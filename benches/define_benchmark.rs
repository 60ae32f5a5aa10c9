use criterion::{black_box, criterion_group, criterion_main, Criterion};
use define_rs::{DefineConfig, DefineTransformer, MapEnv, TransformOptions};
use oxc_span::SourceType;

fn sample_source(blocks: usize) -> String {
    let mut source = String::new();
    for i in 0..blocks {
        source.push_str(&format!(
            "if (process.env.NODE_ENV === 'production' && !__SERVER__) {{\n  \
             render(app_{i}, {{ debug: typeof window !== 'undefined' }});\n}} else {{\n  \
             log(isNodeEnvironment(), value_{i} + {i});\n}}\n"
        ));
    }
    source
}

fn define_benchmark(c: &mut Criterion) {
    let config = DefineConfig::new()
        .with("process.env.NODE_ENV", "process.env.MODE")
        .with("__SERVER__", false)
        .with("typeof window", "\"object\"")
        .with("isNodeEnvironment()", "process.env.NOT_SET");
    let env = MapEnv::new().with("MODE", "\"production\"");
    let transformer = DefineTransformer::with_env(&config, env);
    let source = sample_source(500);

    c.bench_function("transform_500_blocks", |b| {
        b.iter(|| {
            black_box(
                transformer
                    .transform_source(
                        "bench.js",
                        black_box(&source),
                        SourceType::mjs(),
                        TransformOptions::default(),
                    )
                    .unwrap(),
            );
        });
    });

    c.bench_function("build_table", |b| {
        b.iter(|| {
            black_box(DefineTransformer::with_env(&config, MapEnv::new()));
        });
    });
}

criterion_group!(benches, define_benchmark);
criterion_main!(benches);
//! Source-to-source driver
//!
//! Parses a file with `oxc_parser`, runs the define pass over the program and
//! prints the result with `oxc_codegen`.

use crate::config::DefineConfig;
use crate::define::{DefinePlugin, DefineStats};
use crate::env::{EnvLookup, ProcessEnv};
use crate::error::{Error, Result};
use oxc_allocator::Allocator;
use oxc_codegen::{Codegen, CodegenOptions};
use oxc_parser::Parser;
use oxc_span::SourceType;
use std::path::Path;

/// Printer options
#[derive(Debug, Clone, Copy, Default)]
pub struct TransformOptions {
    pub minify: bool,
}

/// Printed code plus the pass counters
#[derive(Debug, Clone)]
pub struct TransformOutput {
    pub code: String,
    pub stats: DefineStats,
}

/// Transforms whole source files
pub struct DefineTransformer<E = ProcessEnv> {
    plugin: DefinePlugin<E>,
}

impl DefineTransformer<ProcessEnv> {
    pub fn new(config: &DefineConfig) -> Self {
        Self {
            plugin: DefinePlugin::new(config),
        }
    }
}

impl<E: EnvLookup> DefineTransformer<E> {
    pub fn with_env(config: &DefineConfig, env: E) -> Self {
        Self {
            plugin: DefinePlugin::with_env(config, env),
        }
    }

    pub fn plugin(&self) -> &DefinePlugin<E> {
        &self.plugin
    }

    /// Transform source text; `name` is only used in error messages
    pub fn transform_source(
        &self,
        name: &str,
        source: &str,
        source_type: SourceType,
        options: TransformOptions,
    ) -> Result<TransformOutput> {
        let allocator = Allocator::default();
        let ret = Parser::new(&allocator, source, source_type).parse();

        if ret.panicked || !ret.errors.is_empty() {
            let message = ret
                .errors
                .iter()
                .map(|e| e.to_string())
                .collect::<Vec<_>>()
                .join("; ");
            return Err(Error::Parse {
                path: name.to_string(),
                message,
            });
        }

        let mut program = ret.program;
        let stats = self.plugin.run(&allocator, &mut program);

        let code = Codegen::new()
            .with_options(CodegenOptions {
                minify: options.minify,
                ..Default::default()
            })
            .build(&program)
            .code;

        Ok(TransformOutput { code, stats })
    }

    /// Read and transform a file, picking the source type from its extension
    pub fn transform_file(&self, path: &Path, options: TransformOptions) -> Result<TransformOutput> {
        let source = std::fs::read_to_string(path)
            .map_err(|e| Error::Io(format!("{}: {}", path.display(), e)))?;
        let output = self.transform_source(
            &path.display().to_string(),
            &source,
            source_type_for(path),
            options,
        )?;
        log::debug!(
            "{}: {} replacement(s)",
            path.display(),
            output.stats.replaced
        );
        Ok(output)
    }
}

/// Source type from a file extension, defaulting to an ES module
pub fn source_type_for(path: &Path) -> SourceType {
    SourceType::from_path(path).unwrap_or_else(|_| SourceType::mjs())
}
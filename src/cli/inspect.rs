use super::utils;
use crate::config::ReplaceValue;
use crate::define::{Replacement, ReplacementTable, Resolution};
use crate::env::{EnvLookup, ProcessEnv};
use crate::error::{Error, Result};
use serde::Serialize;
use std::fmt::Write as _;
use std::path::PathBuf;

/// Arguments for the inspect command
#[derive(Debug, Clone, Default)]
pub struct InspectArgs {
    pub config: Option<PathBuf>,
    pub defines: Vec<String>,
    pub format: String,
}

/// How one table entry resolves in the current environment
#[derive(Debug, Clone, Serialize)]
pub struct InspectEntry {
    pub key: String,
    pub value: ReplaceValue,
    /// `boolean`, `number`, `string`, `expression` or `unresolved`
    pub kind: String,
    pub resolved: Option<String>,
}

#[derive(Debug, Clone, Serialize)]
pub struct InspectReport {
    pub entries: Vec<InspectEntry>,
    pub dropped: Vec<String>,
}

/// Resolve every entry of `table` against `env`
pub fn build_report(table: &ReplacementTable, env: &impl EnvLookup) -> InspectReport {
    let entries = table
        .entries()
        .into_iter()
        .map(|(key, value)| {
            let (kind, resolved) = match Replacement::resolve(value, env) {
                Resolution::Resolved(replacement) => {
                    let text = match &replacement {
                        Replacement::Boolean(b) => b.to_string(),
                        Replacement::Number(n) => n.to_string(),
                        Replacement::String(s) => format!("{:?}", s),
                        Replacement::Expression(e) => e.clone(),
                    };
                    (replacement.kind().to_string(), Some(text))
                }
                Resolution::Unset { .. } => ("unresolved".to_string(), None),
            };
            InspectEntry {
                key: key.to_string(),
                value: value.clone(),
                kind,
                resolved,
            }
        })
        .collect();

    InspectReport {
        entries,
        dropped: table.dropped().to_vec(),
    }
}

/// Render the report as aligned text
pub fn format_text(report: &InspectReport) -> String {
    let width = report
        .entries
        .iter()
        .map(|e| e.key.len())
        .max()
        .unwrap_or(0);

    let mut out = String::new();
    for entry in &report.entries {
        let resolved = entry.resolved.as_deref().unwrap_or("(environment variable not set)");
        let _ = writeln!(
            out,
            "{:<width$}  {:<10}  {}",
            entry.key,
            entry.kind,
            resolved,
            width = width
        );
    }
    for key in &report.dropped {
        let _ = writeln!(out, "ignored key: {}", key);
    }
    out
}

/// Run the inspect subcommand
pub fn inspect(args: &InspectArgs) -> Result<()> {
    let config = utils::load_config(args.config.as_deref(), &args.defines)?;
    let table = ReplacementTable::new(&config);
    let report = build_report(&table, &ProcessEnv);

    let rendered = match args.format.as_str() {
        "json" => serde_json::to_string_pretty(&report)
            .map_err(|e| Error::internal(e.to_string()))?
            + "\n",
        "text" => format_text(&report),
        other => {
            return Err(Error::config(format!(
                "unknown format `{}` (expected text or json)",
                other
            )))
        }
    };

    utils::write_output(&rendered, None)
}

#[cfg(test)]
mod tests {
    use super::*;
    use crate::config::DefineConfig;
    use crate::env::MapEnv;

    #[test]
    fn test_report_resolves_entries() {
        let config = DefineConfig::new()
            .with("__SERVER__", true)
            .with("process.env.NODE_ENV", "process.env.APP_ENV")
            .with("isNodeEnvironment()", "process.env.NOT_EXIST")
            .with("if (x) {}", true);
        let table = ReplacementTable::new(&config);
        let env = MapEnv::new().with("APP_ENV", "'staging'");

        let report = build_report(&table, &env);
        assert_eq!(report.entries.len(), 3);
        assert_eq!(report.dropped, vec!["if (x) {}".to_string()]);

        let by_key = |key: &str| {
            report
                .entries
                .iter()
                .find(|e| e.key == key)
                .expect("entry present")
        };
        assert_eq!(by_key("__SERVER__").kind, "boolean");
        assert_eq!(by_key("process.env.NODE_ENV").kind, "string");
        assert_eq!(
            by_key("process.env.NODE_ENV").resolved.as_deref(),
            Some("\"staging\"")
        );
        assert_eq!(by_key("isNodeEnvironment()").kind, "unresolved");
        assert_eq!(by_key("isNodeEnvironment()").resolved, None);
    }

    #[test]
    fn test_text_format_lists_dropped_keys() {
        let config = DefineConfig::new().with("DEBUG", false).with("a b", true);
        let table = ReplacementTable::new(&config);
        let text = format_text(&build_report(&table, &MapEnv::new()));
        assert!(text.contains("DEBUG"));
        assert!(text.contains("boolean"));
        assert!(text.contains("ignored key: a b"));
    }
}
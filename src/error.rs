use miette::Diagnostic;
use thiserror::Error;

/// Result type for define operations
pub type Result<T> = std::result::Result<T, Error>;

/// Errors raised by configuration loading, the transform driver and the CLI.
///
/// The substitution pass itself never fails: unmatched keys, unset
/// environment variables and unparsable values leave the tree unchanged.
#[derive(Error, Debug, Diagnostic, Clone)]
pub enum Error {
    #[error("I/O error: {0}")]
    #[diagnostic(code(define::io_error))]
    Io(String),

    #[error("Invalid configuration: {message}")]
    #[diagnostic(code(define::config_error))]
    Config { message: String },

    #[error("Invalid define `{arg}`: expected KEY=VALUE")]
    #[diagnostic(
        code(define::invalid_define),
        help("pass definitions as -D 'process.env.NODE_ENV=\"production\"'")
    )]
    InvalidDefine { arg: String },

    #[error("Failed to parse {path}: {message}")]
    #[diagnostic(code(define::parse_error))]
    Parse { path: String, message: String },

    #[error("Internal error: {message}")]
    #[diagnostic(code(define::internal_error))]
    Internal { message: String },
}

impl Error {
    /// Create a configuration error
    pub fn config(message: impl Into<String>) -> Self {
        Error::Config {
            message: message.into(),
        }
    }

    /// Create an internal error
    pub fn internal(message: impl Into<String>) -> Self {
        Error::Internal {
            message: message.into(),
        }
    }
}

impl From<std::io::Error> for Error {
    fn from(err: std::io::Error) -> Self {
        Error::Io(err.to_string())
    }
}

impl From<serde_json::Error> for Error {
    fn from(err: serde_json::Error) -> Self {
        Error::Config {
            message: err.to_string(),
        }
    }
}
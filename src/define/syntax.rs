//! Parsing and printing of standalone expressions
//!
//! Keys and replacement values are small pieces of source text. They are
//! parsed with the same oxc front-end as the input files and printed with the
//! same code generator, so a key written as `process . env.NODE_ENV` matches
//! the node `process.env.NODE_ENV`.

use oxc_allocator::Allocator;
use oxc_ast::ast::{
    ArrowFunctionExpression, AwaitExpression, Expression, Function, Statement, YieldExpression,
};
use oxc_ast_visit::Visit;
use oxc_codegen::{Codegen, CodegenOptions, CommentOptions};
use oxc_parser::Parser;
use oxc_span::SourceType;
use oxc_syntax::scope::ScopeFlags;

/// Coarse kind of an expression's root node.
///
/// Only nodes whose shape matches some key are printed during the walk.
#[derive(Debug, Clone, Copy, PartialEq, Eq, Hash)]
pub enum ExpressionShape {
    Identifier,
    Member,
    Call,
    Unary,
    Literal,
    Other,
}

impl ExpressionShape {
    pub fn of(expr: &Expression<'_>) -> Self {
        match expr {
            // the printer drops redundant parentheses, so `(a)` prints as `a`
            Expression::ParenthesizedExpression(paren) => Self::of(&paren.expression),
            Expression::Identifier(_) => ExpressionShape::Identifier,
            Expression::StaticMemberExpression(_)
            | Expression::ComputedMemberExpression(_)
            | Expression::PrivateFieldExpression(_) => ExpressionShape::Member,
            Expression::CallExpression(_) => ExpressionShape::Call,
            Expression::UnaryExpression(_) => ExpressionShape::Unary,
            Expression::BooleanLiteral(_)
            | Expression::NullLiteral(_)
            | Expression::NumericLiteral(_)
            | Expression::BigIntLiteral(_)
            | Expression::RegExpLiteral(_)
            | Expression::StringLiteral(_)
            | Expression::TemplateLiteral(_) => ExpressionShape::Literal,
            _ => ExpressionShape::Other,
        }
    }
}

/// Parse `text` as exactly one expression, allocated in `allocator`.
///
/// The text is wrapped in parentheses so object literals parse as
/// expressions and trailing tokens (`foo bar`, `a); (b`) are rejected.
/// Returns `None` on any syntax error or on empty input, and when the
/// expression awaits or yields outside a nested function: module top level
/// accepts `await x`, but the site it is spliced into may not.
pub fn parse_expression<'a>(
    allocator: &'a Allocator,
    text: &str,
    source_type: SourceType,
) -> Option<Expression<'a>> {
    if text.trim().is_empty() {
        return None;
    }

    let wrapped = allocator.alloc_str(&format!("({}\n)", text));
    let ret = Parser::new(allocator, wrapped, source_type).parse();
    if ret.panicked || !ret.errors.is_empty() {
        return None;
    }

    let mut program = ret.program;
    if program.body.len() != 1 {
        return None;
    }
    let Some(Statement::ExpressionStatement(stmt)) = program.body.pop() else {
        return None;
    };
    let expr = match stmt.unbox().expression {
        Expression::ParenthesizedExpression(paren) => paren.unbox().expression,
        _ => return None,
    };

    let mut finder = SuspensionFinder::default();
    finder.visit_expression(&expr);
    (!finder.found).then_some(expr)
}

/// Finds `await`/`yield` that belong to the enclosing function
#[derive(Default)]
struct SuspensionFinder {
    found: bool,
}

impl<'a> Visit<'a> for SuspensionFinder {
    fn visit_await_expression(&mut self, _it: &AwaitExpression<'a>) {
        self.found = true;
    }

    fn visit_yield_expression(&mut self, _it: &YieldExpression<'a>) {
        self.found = true;
    }

    fn visit_function(&mut self, _it: &Function<'a>, _flags: ScopeFlags) {}

    fn visit_arrow_function_expression(&mut self, _it: &ArrowFunctionExpression<'a>) {}
}

/// Print an expression the way the code generator would emit it.
///
/// Comments are left out so `/* @__PURE__ */ f()` renders as `f()`.
pub fn render_expression(expr: &Expression<'_>) -> String {
    let mut codegen = Codegen::new().with_options(CodegenOptions {
        comments: CommentOptions::disabled(),
        ..CodegenOptions::default()
    });
    codegen.print_expression(expr);
    codegen.into_source_text()
}

/// Normalize a replacement key to its printed form.
///
/// Keys are parsed as TypeScript so type assertions and non-null
/// assertions are accepted; plain JavaScript keys parse identically.
pub fn normalize_key(key: &str) -> Option<(String, ExpressionShape)> {
    let allocator = Allocator::default();
    let expr = parse_expression(&allocator, key, SourceType::ts())?;
    Some((render_expression(&expr), ExpressionShape::of(&expr)))
}
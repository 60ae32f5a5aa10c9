//! define-rs: compile-time define replacement for JavaScript/TypeScript
//!
//! This library rewrites expressions such as `process.env.NODE_ENV`,
//! `typeof window` or `isNodeEnvironment()` into configured constants before
//! the rest of a build runs, so that a minifier can drop unreachable branches.

pub mod cli;
pub mod config;
pub mod define;
pub mod env;
pub mod error;
pub mod transformer;

pub use config::{DefineConfig, ReplaceValue};
pub use define::{DefinePlugin, DefineReplacer, DefineStats, ReplacementTable};
pub use env::{EnvLookup, MapEnv, ProcessEnv};
pub use error::{Error as DefineError, Result as DefineResult};
pub use transformer::{DefineTransformer, TransformOptions, TransformOutput};
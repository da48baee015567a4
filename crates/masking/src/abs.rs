use crate::{Secret, Strategy};

/// Interface to expose a reference to an inner secret
pub trait PeekInterface<S> {
    /// Only method providing access to the secret value.
    fn peek(&self) -> &S;
}

/// Interface that consumes a secret and returns the inner value.
pub trait ExposeInterface<S> {
    /// Consume the secret and return the inner value
    fn expose(self) -> S;
}

impl<S, I> PeekInterface<S> for Secret<S, I>
where
    I: Strategy<S>,
{
    fn peek(&self) -> &S {
        &self.inner_secret
    }
}

impl<S, I> ExposeInterface<S> for Secret<S, I>
where
    I: Strategy<S>,
{
    fn expose(self) -> S {
        self.inner_secret
    }
}
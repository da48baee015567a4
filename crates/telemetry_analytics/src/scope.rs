use common_utils::{errors::CustomResult, fp_utils::when};
use error_stack::report;

use crate::enums::{CallerIdentity, TelemetryAccess};

#[derive(thiserror::Error, Debug)]
pub enum ScopeError {
    #[error("Caller identity has a non-positive {0}")]
    InvalidIdentity(&'static str),
}

/// Restrictions applied to every query a caller runs.
///
/// A `restrict_by_*` flag that is `false` keeps the matching id out of the query text
/// altogether, whatever value the id holds.
#[derive(Clone, Debug, Default, Eq, PartialEq)]
pub struct ScopeDescriptor {
    pub restrict_by_app_role: bool,
    pub app_role_name: Option<String>,
    pub restrict_by_organisation: bool,
    pub organisation_id: i64,
    pub restrict_by_domain: bool,
    pub domain_id: i64,
    pub restrict_by_user: bool,
    pub user_id: i64,
}

impl ScopeDescriptor {
    pub fn is_unrestricted(&self) -> bool {
        !(self.restrict_by_app_role
            || self.restrict_by_organisation
            || self.restrict_by_domain
            || self.restrict_by_user)
    }
}

/// Derives the [`ScopeDescriptor`] of a caller.
#[derive(Clone, Debug, Default)]
pub struct QueryScopeProvider {
    app_role_name: Option<String>,
}

impl QueryScopeProvider {
    /// `app_role_name` names the telemetry emitted by this deployment; when set every
    /// query is confined to it regardless of the caller's access.
    pub fn new(app_role_name: Option<String>) -> Self {
        Self {
            app_role_name: app_role_name
                .map(|name| name.trim().to_owned())
                .filter(|name| !name.is_empty()),
        }
    }

    pub fn scope_for(&self, caller: &CallerIdentity) -> CustomResult<ScopeDescriptor, ScopeError> {
        when(caller.organisation_id <= 0, || {
            Err(report!(ScopeError::InvalidIdentity("organisation id")))
        })?;
        when(caller.domain_id <= 0, || {
            Err(report!(ScopeError::InvalidIdentity("domain id")))
        })?;
        when(caller.user_id <= 0, || {
            Err(report!(ScopeError::InvalidIdentity("user id")))
        })?;

        let (restrict_by_organisation, restrict_by_domain, restrict_by_user) = match caller.access
        {
            TelemetryAccess::AllTelemetry => (false, false, false),
            TelemetryAccess::OrganisationTelemetry => (true, true, false),
            TelemetryAccess::OwnTelemetry => (true, true, true),
        };

        Ok(ScopeDescriptor {
            restrict_by_app_role: self.app_role_name.is_some(),
            app_role_name: self.app_role_name.clone(),
            restrict_by_organisation,
            organisation_id: caller.organisation_id,
            restrict_by_domain,
            domain_id: caller.domain_id,
            restrict_by_user,
            user_id: caller.user_id,
        })
    }
}

#[cfg(test)]
mod tests {
    #![allow(clippy::unwrap_used)]

    use super::*;
    use crate::enums::RoleConfig;

    fn caller(roles: &[&str]) -> CallerIdentity {
        CallerIdentity::from_role_names(roles, &RoleConfig::default(), 5, 7, 9)
    }

    #[test]
    fn system_administrator_is_not_scoped_to_an_organisation() {
        let scope = QueryScopeProvider::new(None)
            .scope_for(&caller(&["SystemAdministrator"]))
            .unwrap();

        assert!(!scope.restrict_by_organisation);
        assert!(!scope.restrict_by_domain);
        assert!(!scope.restrict_by_user);
        assert!(scope.is_unrestricted());
    }

    #[test]
    fn organisation_administrator_is_scoped_to_organisation_and_domain() {
        let scope = QueryScopeProvider::new(None)
            .scope_for(&caller(&["OrganisationAdministrator"]))
            .unwrap();

        assert!(scope.restrict_by_organisation);
        assert!(scope.restrict_by_domain);
        assert!(!scope.restrict_by_user);
        assert_eq!((scope.organisation_id, scope.domain_id), (5, 7));
    }

    #[test]
    fn other_callers_only_see_themselves() {
        let scope = QueryScopeProvider::new(None)
            .scope_for(&caller(&["Analyst"]))
            .unwrap();

        assert!(scope.restrict_by_organisation && scope.restrict_by_domain && scope.restrict_by_user);
        assert_eq!(
            (scope.organisation_id, scope.domain_id, scope.user_id),
            (5, 7, 9)
        );
    }

    #[test]
    fn app_role_restriction_applies_to_every_caller() {
        let provider = QueryScopeProvider::new(Some("datashare-admin-prod".to_string()));

        let role_sets: [&[&str]; 3] = [&["SystemAdministrator"], &["OrganisationAdministrator"], &[]];
        for roles in role_sets {
            let scope = provider.scope_for(&caller(roles)).unwrap();
            assert!(scope.restrict_by_app_role);
            assert_eq!(scope.app_role_name.as_deref(), Some("datashare-admin-prod"));
        }
    }

    #[test]
    fn blank_app_role_name_disables_the_restriction() {
        let scope = QueryScopeProvider::new(Some("  ".to_string()))
            .scope_for(&caller(&["Analyst"]))
            .unwrap();

        assert!(!scope.restrict_by_app_role);
        assert_eq!(scope.app_role_name, None);
    }

    #[test]
    fn non_positive_identity_is_rejected() {
        let mut identity = caller(&["SystemAdministrator"]);
        identity.domain_id = 0;

        let error = QueryScopeProvider::new(None).scope_for(&identity).unwrap_err();
        assert!(matches!(
            error.current_context(),
            ScopeError::InvalidIdentity("domain id")
        ));
    }
}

## What is being asked
Copy out every line from the records that has the word "ignored".

## Solution to this exercise
        let _ = writeln!(out, "ignored key: {}", key);
        assert!(text.contains("ignored key: a b"));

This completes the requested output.